Taxiunternehmen „MAMA“

Ausufernde Entwicklung unserer Zeit…

Was konnte ich mich vor ein paar Jahren noch aufregen über sog. „Muttertiere“, welche ihre Sprösslinge ständig von A nach B kutschieren. Jene die sogar einen Terminkalender führen, um die privaten Termine, Einladungen, Verabredungen ihrer Kinder mit Freunden im Kalender notieren, um auch nichts aus dem mütterlichen Blickfeld zu verlieren.

Ein zweispaltiger Kalender reicht nicht mehr aus. Zu den wenigen Arztterminen reihen sich Klavierunterricht, Fußballtraining, dessen Punktspiele sowie Turniere und Kindergeburtstage ein. Mindestens fünfspaltige Familienplaner müssen her!

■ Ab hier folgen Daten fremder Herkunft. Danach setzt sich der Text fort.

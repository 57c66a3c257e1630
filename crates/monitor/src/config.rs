//! Configuration for a monitoring session.
//!
//! `MonitorConfig` groups the knobs of every stage. CLI flags are parsed into
//! [`MonitorCliArgs`] and converted (and validated) once, so stages never
//! re-read flags.

use std::{path::PathBuf, time::Duration};

use anyhow::{Result, bail};
use clap::Args;
use pose_core::{
    BedFrame, BedReference,
    smoother::{DEFAULT_SMOOTHING_FACTOR, DEFAULT_SMOOTHING_WINDOW},
    stability::{DEFAULT_MIN_HOLD, DEFAULT_VOTE_WINDOW},
};
use video_ingest::{DEFAULT_BUFFER_CAPACITY, FrameSourceConfig};

#[derive(Clone, Debug)]
/// Canonical configuration shared by every stage.
pub struct MonitorConfig {
    /// Camera probing and capture loop settings.
    pub source: FrameSourceConfig,
    /// Frames held between capture and detection.
    pub buffer_capacity: usize,
    pub pipeline: PipelineConfig,
    pub state: StateConfig,
    pub smoothing: SmoothingConfig,
    pub telemetry: TelemetryOptions,
}

impl Default for MonitorConfig {
    fn default() -> Self {
        Self {
            source: FrameSourceConfig::default(),
            buffer_capacity: DEFAULT_BUFFER_CAPACITY,
            pipeline: PipelineConfig::default(),
            state: StateConfig::default(),
            smoothing: SmoothingConfig::default(),
            telemetry: TelemetryOptions::default(),
        }
    }
}

impl MonitorConfig {
    pub fn validate(&self) -> Result<()> {
        if self.source.device_ids.is_empty() {
            bail!("at least one camera device id is required");
        }
        if self.source.width <= 0 || self.source.height <= 0 {
            bail!("capture width and height must be positive integers");
        }
        if self.source.frame_interval.is_zero() {
            bail!("frame interval must be positive");
        }
        if self.source.max_read_failures == 0 {
            bail!("max read failures must be at least 1");
        }
        if self.buffer_capacity == 0 {
            bail!("buffer capacity must be at least 1");
        }
        if self.pipeline.workers == 0 {
            bail!("--workers must be at least 1");
        }
        if self.pipeline.detector_timeout.is_zero() {
            bail!("--detector-timeout-ms must be positive");
        }
        if self.pipeline.record_capacity == 0 {
            bail!("record queue capacity must be at least 1");
        }
        if self.smoothing.window == 0 {
            bail!("--smoothing-window must be at least 1");
        }
        if !self.smoothing.factor.is_finite() || self.smoothing.factor < 0.0 {
            bail!("--smoothing-factor must be a non-negative number");
        }
        if self.state.posture_history == 0 || self.state.emotion_history == 0 {
            bail!("history capacities must be at least 1");
        }
        Ok(())
    }
}

#[derive(Clone, Debug)]
/// Detection dispatch settings.
pub struct PipelineConfig {
    /// Worker threads running detectors concurrently.
    pub workers: usize,
    /// Budget for each detector per frame, measured from submission.
    pub detector_timeout: Duration,
    /// Sleep when the frame buffer is empty.
    pub poll_interval: Duration,
    /// Detection records retained for slow readers.
    pub record_capacity: usize,
}

impl Default for PipelineConfig {
    fn default() -> Self {
        Self {
            workers: 2,
            detector_timeout: Duration::from_millis(100),
            poll_interval: Duration::from_millis(10),
            record_capacity: 64,
        }
    }
}

#[derive(Clone, Debug)]
pub struct StateConfig {
    pub posture_history: usize,
    pub emotion_history: usize,
    /// Continuous presence required before the subject counts as back in bed.
    pub presence_debounce: Duration,
}

impl Default for StateConfig {
    fn default() -> Self {
        Self {
            posture_history: 100,
            emotion_history: 10,
            presence_debounce: Duration::from_secs(1),
        }
    }
}

#[derive(Clone, Debug)]
pub struct SmoothingConfig {
    pub window: usize,
    pub factor: f32,
    /// Run classifier output through the majority-vote stabiliser.
    pub stabilize: bool,
    pub vote_window: usize,
    pub min_hold: Duration,
    /// When set, posture results also carry landmarks in bed coordinates.
    pub bed_frame: Option<BedFrame>,
}

impl Default for SmoothingConfig {
    fn default() -> Self {
        Self {
            window: DEFAULT_SMOOTHING_WINDOW,
            factor: DEFAULT_SMOOTHING_FACTOR,
            stabilize: false,
            vote_window: DEFAULT_VOTE_WINDOW,
            min_hold: DEFAULT_MIN_HOLD,
            bed_frame: None,
        }
    }
}

#[derive(Clone, Debug, Default)]
/// Optional telemetry knobs.
pub struct TelemetryOptions {
    /// Write a Chrome trace JSON file capturing session spans.
    pub chrome_trace_path: Option<PathBuf>,
}

/// CLI arguments describing a monitoring session.
#[derive(Debug, Default, Args)]
pub struct MonitorCliArgs {
    /// Camera device id to probe; repeat to probe several in order.
    #[arg(long = "device", value_name = "ID")]
    pub devices: Vec<i32>,
    /// Capture width in pixels.
    #[arg(long = "width", value_name = "PX")]
    pub width: Option<i32>,
    /// Capture height in pixels.
    #[arg(long = "height", value_name = "PX")]
    pub height: Option<i32>,
    /// Target capture rate.
    #[arg(long = "fps", value_name = "FPS")]
    pub fps: Option<u32>,
    /// Frame buffer capacity.
    #[arg(long = "buffer-capacity", value_name = "N")]
    pub buffer_capacity: Option<usize>,
    /// Number of detector workers.
    #[arg(long = "workers", value_name = "N")]
    pub workers: Option<usize>,
    /// Per-detector timeout in milliseconds.
    #[arg(long = "detector-timeout-ms", value_name = "MS")]
    pub detector_timeout_ms: Option<u64>,
    /// Landmark smoothing window length.
    #[arg(long = "smoothing-window", value_name = "N")]
    pub smoothing_window: Option<usize>,
    /// Exponential smoothing factor.
    #[arg(long = "smoothing-factor", value_name = "K")]
    pub smoothing_factor: Option<f32>,
    /// Stabilise posture labels with a majority vote.
    #[arg(long = "stabilize", action = clap::ArgAction::SetTrue)]
    pub stabilize: bool,
    /// Bed reference points (head, foot, left, right) in normalised image
    /// coordinates: `hx,hy,fx,fy,lx,ly,rx,ry`, optionally with a z per point.
    #[arg(long = "bed-reference", value_name = "POINTS")]
    pub bed_reference: Option<BedReference>,
    /// Continuous presence required before a return to bed counts.
    #[arg(long = "presence-debounce-ms", value_name = "MS")]
    pub presence_debounce_ms: Option<u64>,
    /// Seconds without frames before the camera reports not ready.
    #[arg(long = "frame-timeout-secs", value_name = "SECS")]
    pub frame_timeout_secs: Option<u64>,
    /// Emit Chrome trace JSON for post-mortem analysis.
    #[arg(long = "chrome-trace", value_name = "PATH")]
    pub chrome_trace: Option<PathBuf>,
}

impl TryFrom<MonitorCliArgs> for MonitorConfig {
    type Error = anyhow::Error;

    fn try_from(args: MonitorCliArgs) -> Result<Self> {
        let mut config = MonitorConfig::default();

        if !args.devices.is_empty() {
            config.source.device_ids = args.devices;
        }
        if let Some(width) = args.width {
            config.source.width = width;
        }
        if let Some(height) = args.height {
            config.source.height = height;
        }
        if let Some(fps) = args.fps {
            if !(1..=120).contains(&fps) {
                bail!("--fps must be between 1 and 120");
            }
            config.source.frame_interval = Duration::from_secs_f64(1.0 / fps as f64);
        }
        if let Some(capacity) = args.buffer_capacity {
            config.buffer_capacity = capacity;
        }
        if let Some(workers) = args.workers {
            config.pipeline.workers = workers;
        }
        if let Some(ms) = args.detector_timeout_ms {
            config.pipeline.detector_timeout = Duration::from_millis(ms);
        }
        if let Some(window) = args.smoothing_window {
            config.smoothing.window = window;
        }
        if let Some(factor) = args.smoothing_factor {
            config.smoothing.factor = factor;
        }
        config.smoothing.stabilize = args.stabilize;
        if let Some(reference) = args.bed_reference {
            config.smoothing.bed_frame = Some(BedFrame::from_reference(&reference)?);
        }
        if let Some(ms) = args.presence_debounce_ms {
            config.state.presence_debounce = Duration::from_millis(ms);
        }
        if let Some(secs) = args.frame_timeout_secs {
            if secs == 0 {
                bail!("--frame-timeout-secs must be positive");
            }
            config.source.frame_timeout = Duration::from_secs(secs);
        }
        config.telemetry.chrome_trace_path = args.chrome_trace;

        config.validate()?;
        Ok(config)
    }
}

#[cfg(test)]
mod tests {
    use super::*;

    #[test]
    fn test_defaults_are_valid() {
        let config = MonitorConfig::default();
        config.validate().expect("defaults validate");
        assert_eq!(config.source.device_ids, vec![0, 1]);
        assert_eq!(config.buffer_capacity, 30);
        assert_eq!(config.pipeline.workers, 2);
        assert_eq!(config.pipeline.detector_timeout, Duration::from_millis(100));
        assert_eq!(config.smoothing.window, 8);
        assert_eq!(config.state.posture_history, 100);
        assert_eq!(config.state.emotion_history, 10);
    }

    #[test]
    fn test_cli_overrides_apply() {
        let args = MonitorCliArgs {
            devices: vec![2],
            fps: Some(15),
            workers: Some(4),
            detector_timeout_ms: Some(250),
            stabilize: true,
            ..MonitorCliArgs::default()
        };
        let config = MonitorConfig::try_from(args).expect("valid args");
        assert_eq!(config.source.device_ids, vec![2]);
        assert_eq!(config.pipeline.workers, 4);
        assert_eq!(config.pipeline.detector_timeout, Duration::from_millis(250));
        assert!(config.smoothing.stabilize);
        assert!(config.smoothing.bed_frame.is_none());
        let interval = config.source.frame_interval.as_secs_f64();
        assert!((interval - 1.0 / 15.0).abs() < 1e-9);
    }

    #[test]
    fn test_bed_reference_builds_bed_frame() {
        let args = MonitorCliArgs {
            bed_reference: Some("0.5,0.2,0.5,0.8,0.3,0.5,0.7,0.5".parse().expect("points")),
            ..MonitorCliArgs::default()
        };
        let config = MonitorConfig::try_from(args).expect("valid args");
        let bed = config.smoothing.bed_frame.expect("bed frame");
        assert!((bed.scale() - 1.0 / 0.6).abs() < 1e-5);
    }

    #[test]
    fn test_cli_rejects_invalid_values() {
        for args in [
            MonitorCliArgs {
                workers: Some(0),
                ..MonitorCliArgs::default()
            },
            MonitorCliArgs {
                fps: Some(0),
                ..MonitorCliArgs::default()
            },
            MonitorCliArgs {
                width: Some(-640),
                ..MonitorCliArgs::default()
            },
            MonitorCliArgs {
                smoothing_factor: Some(f32::NAN),
                ..MonitorCliArgs::default()
            },
            MonitorCliArgs {
                detector_timeout_ms: Some(0),
                ..MonitorCliArgs::default()
            },
            MonitorCliArgs {
                bed_reference: Some(BedReference::planar([0.5; 2], [0.5; 2], [0.5; 2], [0.5; 2])),
                ..MonitorCliArgs::default()
            },
        ] {
            assert!(MonitorConfig::try_from(args).is_err());
        }
    }
}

Mittlerweile hat mich auch dieser PLANUNGSSOG erfasst und zieht mich in ungeahnte Tiefen meines Zeitfressers. Denn jede Fahrt, egal wohin, kostet mich meine kostbare Zeit. Während mein Mann ab dem späten Nachmittag seinen Nebenjob nachgeht, übernehme ich die Haushalts- und Terminaktivitäten unseres Wochenalltag und beschneide mein Zeitkonto mit derartigen „Taxi-Aktionen“ selbst. Wie war das denn in unserer Kindheit? Ich kann mich nicht erinnern das meine Mutter, die „nur“ Hausfrau war, mich im Grundschulalter des öfteren umherkutschiert hatte…..

Ich möchte das auch meine kleinen Kinder zur Selbstständigkeit erzogen werden. Sobald es wärmer ist, kommen die Fahrräder zum Einsatz und zumindest die Kurzstrecken in unserem doch überschaubaren Wohnort sollten sie selbstständig erledigen können. Anfangs werde ich sie noch begleiten und dann können sie stolz erzählen, das sie wie die Großen schon alleine zu ihren Freunden und zum Fußballverein fahren können. Vielleicht bleibt dann ein wenig Zeit für mich übrig, die ich dann auch hoffentlich für meine lieb gewonnenen Beschäftigungen nutzen werde.